In Bannon’s absence, UM rally celebrates Universal Declaration of Human Rights

University of Montana professor Tobin Miller Shearer described white nationalism as hard and small, while the Universal Declaration of Human Rights is large and encompassing. (Mari Hall/Missoula Current)

At a human rights rally at the University of Montana on Tuesday night, professor Tobin Miller Shearer walked up to the microphone with a ball bearing in one hand and an expandable toy ball in the other.

The ball bearing, small and hard, represented white nationalism and the alt-right movement in the U.S. The toy ball represented the UN’s Universal Declaration of Human Rights – an overarching document adopted by the United Nations General Assembly in 1948.

As Shearer pulled the colorful ball apart, he said the declaration lists all the rights humans share, regardless of race, sex, religion, or any other status. That includes the right to equality before the law, a fair public hearing, asylum from persecution, and the freedom of belief and religion.

“It promotes freedom of expression,” said Shearer, director of African-American studies at UM. “It states as a baseline the need for all people to have access to public services. The Universal Declaration of Human Rights is everything white nationalism is not.”

Tuesday’s rally celebrated the 70th anniversary of the declaration and addressed white-nationalism and the alt-right. The event was held in place of the recently canceled debate with conservative provocateur Stephen Bannon.

The former White House Chief Strategist was supposed to participate in an academic debate on populism with former UM professor Michel Valentin. The event was canceled by its organizers last week.

UM President Seth Bodnar said the university cannot ban speakers based on content and viewpoint, but will always ensure campus safety.

“There have been and will be in the future speakers on campus who express views that do not align with our core beliefs. I want you to know that allowing these individuals to speak on campus is not an endorsement of their views,” Bodnar said.

“Rather, it is an affirmation of our commitment to the free expression of a diversity of ideas. And we must acknowledge that our belief in the right of all to express their views may sometimes result in the airing of ideas with which we disagree vehemently and that challenge our efforts to foster an inclusive campus.”

Many at Tuesday’s rally, including Montana Human Rights Network co-director Rachel Carroll Rivas, were happy with the debate’s last minute cancellation and decided to use the reserved space for the rally.

Bannon was also chairman of Breitbart News before he stepped down in January, which was a platform for hard-edged nationalist ideas.

“Steve Bannon represents so much of the current situation in which extremist ideas that were once on the margins have made their way into the mainstream and to the highest echelons of political office in the United State, in particular having been part of the effort to advance the alt-right in the media,” said Carroll Rivas.

Rachel Carroll Rivas, co-director for the Montana Human Rights Network. (Mari Hall/Missoula Current)

Speakers from a number of organizations, including the Jeanette Rankin Peace Center and the University of Montana Black Student Union, talked about the importance of diversity and open-mindedness.

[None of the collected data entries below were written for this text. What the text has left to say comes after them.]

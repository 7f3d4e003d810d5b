use std::sync::Arc;

use tracing::info;

use super::{toast_err, DialogResult, Notifier, Prompter};
use crate::dto::position_dto::PositionForm;
use crate::error::Result;
use crate::models::position::{Position, PositionFilter};
use crate::services::position_service::{DeleteOutcome, PositionService};
use crate::utils::validation::validate;

pub const DELETE_CONFIRM_MESSAGE: &str = "Are you sure you want to delete this position?";

pub struct PositionManager {
    service: PositionService,
    notifier: Arc<dyn Notifier>,
    prompter: Arc<dyn Prompter>,
    filter: PositionFilter,
    positions: Vec<Position>,
}

impl PositionManager {
    pub fn new(service: PositionService, notifier: Arc<dyn Notifier>, prompter: Arc<dyn Prompter>) -> Self {
        Self {
            service,
            notifier,
            prompter,
            filter: PositionFilter::All,
            positions: Vec::new(),
        }
    }

    pub fn positions(&self) -> &[Position] {
        &self.positions
    }

    pub fn filter(&self) -> PositionFilter {
        self.filter
    }

    pub async fn load(&mut self, filter: PositionFilter) -> Result<&[Position]> {
        self.filter = filter;
        self.refresh().await?;
        Ok(&self.positions)
    }

    /// Re-reads the list with the current filter. The filter is applied again
    /// locally in case the backend ignores the `status` parameter.
    pub async fn refresh(&mut self) -> Result<()> {
        let fetched = toast_err(&*self.notifier, self.service.list(self.filter.status()).await)?;
        self.positions = fetched
            .into_iter()
            .filter(|p| self.filter.matches(p))
            .collect();
        Ok(())
    }

    pub async fn create(&mut self, form: PositionForm) -> Result<()> {
        let form = self.checked(form)?;
        toast_err(&*self.notifier, self.service.create(&form).await)?;
        info!(title = %form.title, "position created");
        self.notifier.success("Position created successfully");
        self.refresh().await
    }

    pub async fn update(&mut self, id: &str, form: PositionForm) -> Result<()> {
        let form = self.checked(form)?;
        toast_err(&*self.notifier, self.service.update(id, &form).await)?;
        self.notifier.success("Position updated successfully");
        self.refresh().await
    }

    pub async fn toggle_status(&mut self, id: &str) -> Result<()> {
        let current = match self.positions.iter().find(|p| p.id == id) {
            Some(position) => position.status,
            None => toast_err(&*self.notifier, self.service.get_by_id(id).await)?.status,
        };
        let next = current.toggled();
        toast_err(&*self.notifier, self.service.set_status(id, next).await)?;
        self.notifier.success(&format!("Position marked as {}", next));
        self.refresh().await
    }

    /// Returns `false` when the user backed out at either confirmation.
    pub async fn delete(&mut self, id: &str) -> Result<bool> {
        if let DialogResult::Dismissed = self.prompter.confirm(DELETE_CONFIRM_MESSAGE)? {
            return Ok(false);
        }
        match toast_err(&*self.notifier, self.service.delete(id).await)? {
            DeleteOutcome::Deleted => {
                self.notifier.success("Position deleted successfully");
            }
            DeleteOutcome::HasApplications { count, message } => {
                let question = format!(
                    "{} This position has {} application(s). Delete it together with all of its applications?",
                    message, count
                );
                if let DialogResult::Dismissed = self.prompter.confirm(&question)? {
                    self.notifier.info("Position was not deleted");
                    return Ok(false);
                }
                toast_err(&*self.notifier, self.service.force_delete(id).await)?;
                info!(id, count, "position force-deleted with its applications");
                self.notifier
                    .success("Position and its applications deleted successfully");
            }
        }
        self.refresh().await?;
        Ok(true)
    }

    fn checked(&self, form: PositionForm) -> Result<PositionForm> {
        let form = form.normalized();
        if let Err(err) = validate(&form) {
            self.notifier.error(&err.user_message());
            return Err(err);
        }
        Ok(form)
    }
}
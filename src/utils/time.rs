use chrono::{DateTime, NaiveDate, NaiveTime, Utc};

use crate::error::{Error, Result};

pub fn now() -> DateTime<Utc> {
    Utc::now()
}

pub fn today_stamp() -> String {
    now().format("%Y-%m-%d").to_string()
}

pub fn parse_date(raw: &str) -> Result<NaiveDate> {
    NaiveDate::parse_from_str(raw.trim(), "%Y-%m-%d")
        .map_err(|_| Error::Validation(format!("Invalid date '{}', expected YYYY-MM-DD", raw.trim())))
}

pub fn parse_time(raw: &str) -> Result<NaiveTime> {
    let raw = raw.trim();
    NaiveTime::parse_from_str(raw, "%H:%M")
        .or_else(|_| NaiveTime::parse_from_str(raw, "%H:%M:%S"))
        .map_err(|_| Error::Validation(format!("Invalid time '{}', expected HH:MM", raw)))
}

pub fn display_date(dt: Option<DateTime<Utc>>) -> String {
    dt.map(|d| d.format("%Y-%m-%d").to_string())
        .unwrap_or_else(|| "-".to_string())
}
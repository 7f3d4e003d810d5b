use crate::client::ApiClient;
use crate::dto::settings_dto::check_ai_config;
use crate::error::Result;
use crate::models::settings::{AiConfig, ConnectionCheck};
use crate::services::email_service::connection_check;

#[derive(Clone)]
pub struct AiConfigService {
    client: ApiClient,
}

impl AiConfigService {
    pub fn new(client: ApiClient) -> Self {
        Self { client }
    }

    pub async fn get(&self) -> Result<AiConfig> {
        let config: Option<AiConfig> = self.client.get("ai-config").await?;
        Ok(config.unwrap_or_default())
    }

    /// Refuses to send a config whose matching weights do not add up to 100.
    pub async fn update(&self, config: &AiConfig) -> Result<Option<AiConfig>> {
        check_ai_config(config)?;
        self.client.put("ai-config", config).await
    }

    pub async fn test(&self) -> Result<ConnectionCheck> {
        let envelope = self
            .client
            .post_envelope::<Option<ConnectionCheck>, _>("ai-config/test", &serde_json::json!({}))
            .await?;
        Ok(connection_check(envelope))
    }
}
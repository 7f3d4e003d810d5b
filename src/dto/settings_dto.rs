use serde::Serialize;
use validator::Validate;

use crate::error::{Error, Result};
use crate::models::settings::{AiConfig, MatchingCriteria};
use crate::utils::validation::is_valid_email;

/// Blocks an AI config save unless the four weights add up to 100.
pub fn check_matching_weights(criteria: &MatchingCriteria) -> Result<()> {
    if criteria.weights().iter().any(|w| *w > 100) {
        return Err(Error::Validation(
            "Each matching criteria weight must be between 0 and 100".to_string(),
        ));
    }
    let total = criteria.total();
    if total != 100 {
        return Err(Error::Validation(format!(
            "Matching criteria weights must sum to 100 (currently {})",
            total
        )));
    }
    Ok(())
}

pub fn check_ai_config(config: &AiConfig) -> Result<()> {
    check_matching_weights(&config.matching_criteria)?;
    if config.shortlist_threshold > 100 {
        return Err(Error::Validation(
            "Shortlist threshold must be between 0 and 100".to_string(),
        ));
    }
    Ok(())
}

#[derive(Debug, Clone, Serialize, Validate)]
#[serde(rename_all = "camelCase")]
pub struct SendTestEmailPayload {
    #[validate(email(message = "Please enter a valid email address"))]
    pub to: String,
}

impl SendTestEmailPayload {
    pub fn new(to: &str) -> Result<Self> {
        let to = to.trim();
        if !is_valid_email(to) {
            return Err(Error::Validation(
                "Please enter a valid email address".to_string(),
            ));
        }
        let payload = Self { to: to.to_string() };
        payload.validate()?;
        Ok(payload)
    }
}

#[derive(Debug, Clone, Serialize)]
#[serde(rename_all = "camelCase")]
pub struct TemplatePreviewRequest {
    #[serde(rename = "type")]
    pub template_type: String,
    pub subject: String,
    pub body: String,
    pub sample_data: serde_json::Value,
}

#[derive(Debug, Clone, Serialize)]
pub struct GoogleCallbackPayload {
    pub code: String,
}

#[derive(Debug, Clone, Serialize)]
#[serde(rename_all = "camelCase")]
pub struct TestCallPayload {
    pub phone_number: String,
}

#[cfg(test)]
mod tests {
    use super::*;

    #[test]
    fn weights_must_sum_to_exactly_100() {
        let ok = MatchingCriteria {
            skills: 40,
            experience: 30,
            education: 15,
            relevance: 15,
        };
        assert!(check_matching_weights(&ok).is_ok());

        let low = MatchingCriteria { relevance: 10, ..ok };
        assert_eq!(
            check_matching_weights(&low).unwrap_err().user_message(),
            "Matching criteria weights must sum to 100 (currently 95)"
        );
        let high = MatchingCriteria { skills: 50, ..ok };
        assert!(check_matching_weights(&high).is_err());
    }

    #[test]
    fn single_weight_above_hundred_is_rejected() {
        let wrapping = MatchingCriteria {
            skills: u32::MAX,
            experience: 101,
            education: 0,
            relevance: 0,
        };
        assert_eq!(
            check_matching_weights(&wrapping).unwrap_err().user_message(),
            "Each matching criteria weight must be between 0 and 100"
        );
        assert_eq!(wrapping.total(), u64::from(u32::MAX) + 101);
    }

    #[test]
    fn test_email_recipient_validated() {
        assert!(SendTestEmailPayload::new("ops@example.com").is_ok());
        assert!(SendTestEmailPayload::new("ops").is_err());
    }
}
/// Backend enums travel as fixed strings; this keeps the wire name, `Display`
/// and `FromStr` for each variant in one place.
macro_rules! wire_enum {
    (
        $(#[$meta:meta])*
        pub enum $name:ident {
            $($variant:ident => $wire:literal),+ $(,)?
        }
    ) => {
        $(#[$meta])*
        #[derive(Debug, Clone, Copy, PartialEq, Eq, Hash, serde::Serialize, serde::Deserialize)]
        pub enum $name {
            $(#[serde(rename = $wire)] $variant),+
        }

        impl $name {
            pub const ALL: &'static [$name] = &[$($name::$variant),+];

            pub fn as_str(&self) -> &'static str {
                match self {
                    $($name::$variant => $wire),+
                }
            }
        }

        impl std::fmt::Display for $name {
            fn fmt(&self, f: &mut std::fmt::Formatter<'_>) -> std::fmt::Result {
                f.write_str(self.as_str())
            }
        }

        impl std::str::FromStr for $name {
            type Err = crate::error::Error;

            fn from_str(raw: &str) -> Result<Self, Self::Err> {
                let wanted = raw.trim();
                $name::ALL
                    .iter()
                    .find(|v| v.as_str().eq_ignore_ascii_case(wanted))
                    .copied()
                    .ok_or_else(|| {
                        crate::error::Error::Validation(format!(
                            "Unknown {} '{}', expected one of: {}",
                            stringify!($name),
                            wanted,
                            $name::ALL.iter().map(|v| v.as_str()).collect::<Vec<_>>().join(", ")
                        ))
                    })
            }
        }
    };
}

pub mod application;
pub mod common;
pub mod document;
pub mod interview;
pub mod matching;
pub mod position;
pub mod role;
pub mod selected_candidate;
pub mod settings;
pub mod user;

Joel Kambale, a member of the International Rescue Committee from the Democratic Republic of Congo, said military unrest in the mid-1990s in the country proves that education on human rights in every part of the world is still needed.

“When there’s no peace, there’s no human right,” he said.

Alice Boyer with Kyiyo, or the Native American Student Association, talked about stereotypes and the misconceptions associated with tribal cultures.

She referenced an old photo taken of a group of teepees in the Missoula Valley with a caption stating it was a Native American encampment. The tribe that created the camp should be mentioned as well, she said.

“On a tribal level, we often think of Native Americans as being one big cohesive group versus Native Americans being different tribal affiliations and cultures and their own sovereign governments as well,” Boyer said.

Betsy Mulligan-Dague, director of the Jeanette Rankin Peace Center, said hate comes from fear, and combating fear takes persistence and building the future to be different.

“We can continue to work toward peace and human dignity that we all want, but it’s going to take all of us, doing everything we can even when it’s not easy, and especially when we’re called to understand and live with those who hate,” Mulligan-Dague said.

With the current political climate, it was important to hold a rally as an alternative to Bannon’s visit, Carroll Rivas said. It’s an important time to celebrate the declaration formed after World War II and remind others that immigrants, people of different nationalities, upbringings and abilities have rights as well.

“We will not be divided, human rights are united,” she said.

University of Montana history student Jolie Scribner said she was surprised at the announcement of Bannon’s visit back in October. It proved that no one is isolated from nationalist ideologies, she said.

“It was sort of an awakening that people like that can come to where I’m at and that I’m not so far removed from Washington D.C. that these ideas aren’t able to reach me all the way out in Missoula, Montana,” she said.